(Collected data)
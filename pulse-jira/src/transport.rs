//! # Authenticated Transport
//!
//! The single path every endpoint request goes through: attach credentials,
//! send, drain the body, and classify the status.

use reqwest::{RequestBuilder, header};
use serde::Serialize;
use tracing::{debug, trace, warn};

use crate::client::JiraClient;
use crate::consts::USER_AGENT;
use crate::error::{JiraError, Result};

impl JiraClient {
  /// Send an authenticated GET and return the response body
  pub(crate) async fn get(&self, url: &str) -> Result<Vec<u8>> {
    self.execute("GET", url, self.client.get(url)).await
  }

  /// Send an authenticated POST with a JSON body and return the response body
  pub(crate) async fn post_json<B>(&self, url: &str, payload: &B) -> Result<Vec<u8>>
  where
    B: Serialize + ?Sized,
  {
    self.execute("POST", url, self.client.post(url).json(payload)).await
  }

  async fn execute(&self, method: &str, url: &str, request: RequestBuilder) -> Result<Vec<u8>> {
    trace!("Jira API request: {} {}", method, url);

    let mut request = request
      .basic_auth(&self.auth.username, Some(&self.auth.api_token))
      .header(header::USER_AGENT, USER_AGENT);
    if let Some(timeout) = self.config.timeout {
      request = request.timeout(timeout);
    }

    let response = request
      .send()
      .await
      .map_err(|e| JiraError::transport(format!("{method} {url} failed"), e))?;

    let status = response.status();
    debug!("Jira API response status: {}", status);

    // Drain the body before classifying the status.
    let body = response
      .bytes()
      .await
      .map_err(|e| JiraError::transport(format!("Failed to read response body of {method} {url}"), e))?
      .to_vec();

    if !status.is_success() {
      warn!("Jira API error: HTTP {} for {} {}", status, method, url);
      return Err(JiraError::HttpStatus {
        status,
        url: url.to_string(),
        body: String::from_utf8_lossy(&body).into_owned(),
      });
    }

    Ok(body)
  }
}
//! # Pagination
//!
//! Page metadata derived from the `total`, `startAt` and `maxResults` values a
//! paged Jira resource echoes back.

use serde::{Deserialize, Serialize};

use crate::error::{JiraError, Result};

/// Page index, page count and page list for one page of results
#[derive(Debug, Clone, PartialEq, Eq, Serialize, Deserialize)]
#[serde(rename_all = "camelCase")]
pub struct Pagination {
  pub total: u32,
  pub start_at: u32,
  pub max_results: u32,
  /// Zero-based index of the current page, `ceil(start_at / max_results)`
  pub page: u32,
  /// `ceil(total / max_results)`
  pub page_count: u32,
  /// `0..page_count`
  pub pages: Vec<u32>,
}

impl Pagination {
  /// Compute the page metadata for a result window.
  ///
  /// # Errors
  ///
  /// Returns [`JiraError::InvalidArgument`] when `max_results` is zero.
  pub fn compute(total: u32, start_at: u32, max_results: u32) -> Result<Self> {
    if max_results == 0 {
      return Err(JiraError::invalid_argument(
        "max_results must be greater than zero to compute pagination",
      ));
    }

    let page_count = total.div_ceil(max_results);
    let page = start_at.div_ceil(max_results);

    Ok(Self {
      total,
      start_at,
      max_results,
      page,
      page_count,
      pages: (0..page_count).collect(),
    })
  }

  /// Whether a page follows the current one
  pub fn has_next(&self) -> bool {
    self.page + 1 < self.page_count
  }

  /// The `startAt` value of the following page, if there is one
  pub fn next_start_at(&self) -> Option<u32> {
    let next = self.start_at.checked_add(self.max_results)?;
    (next < self.total).then_some(next)
  }
}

[Exercise aim] None of the lines before the one containing "pub fn has_next(&self)" belong in the answer; reproduce that line and all later lines of the records exactly.

[Your solution]
  pub fn has_next(&self) -> bool {
    self.page + 1 < self.page_count
  }

  /// The `startAt` value of the following page, if there is one
  pub fn next_start_at(&self) -> Option<u32> {
    let next = self.start_at.checked_add(self.max_results)?;
    (next < self.total).then_some(next)
  }
}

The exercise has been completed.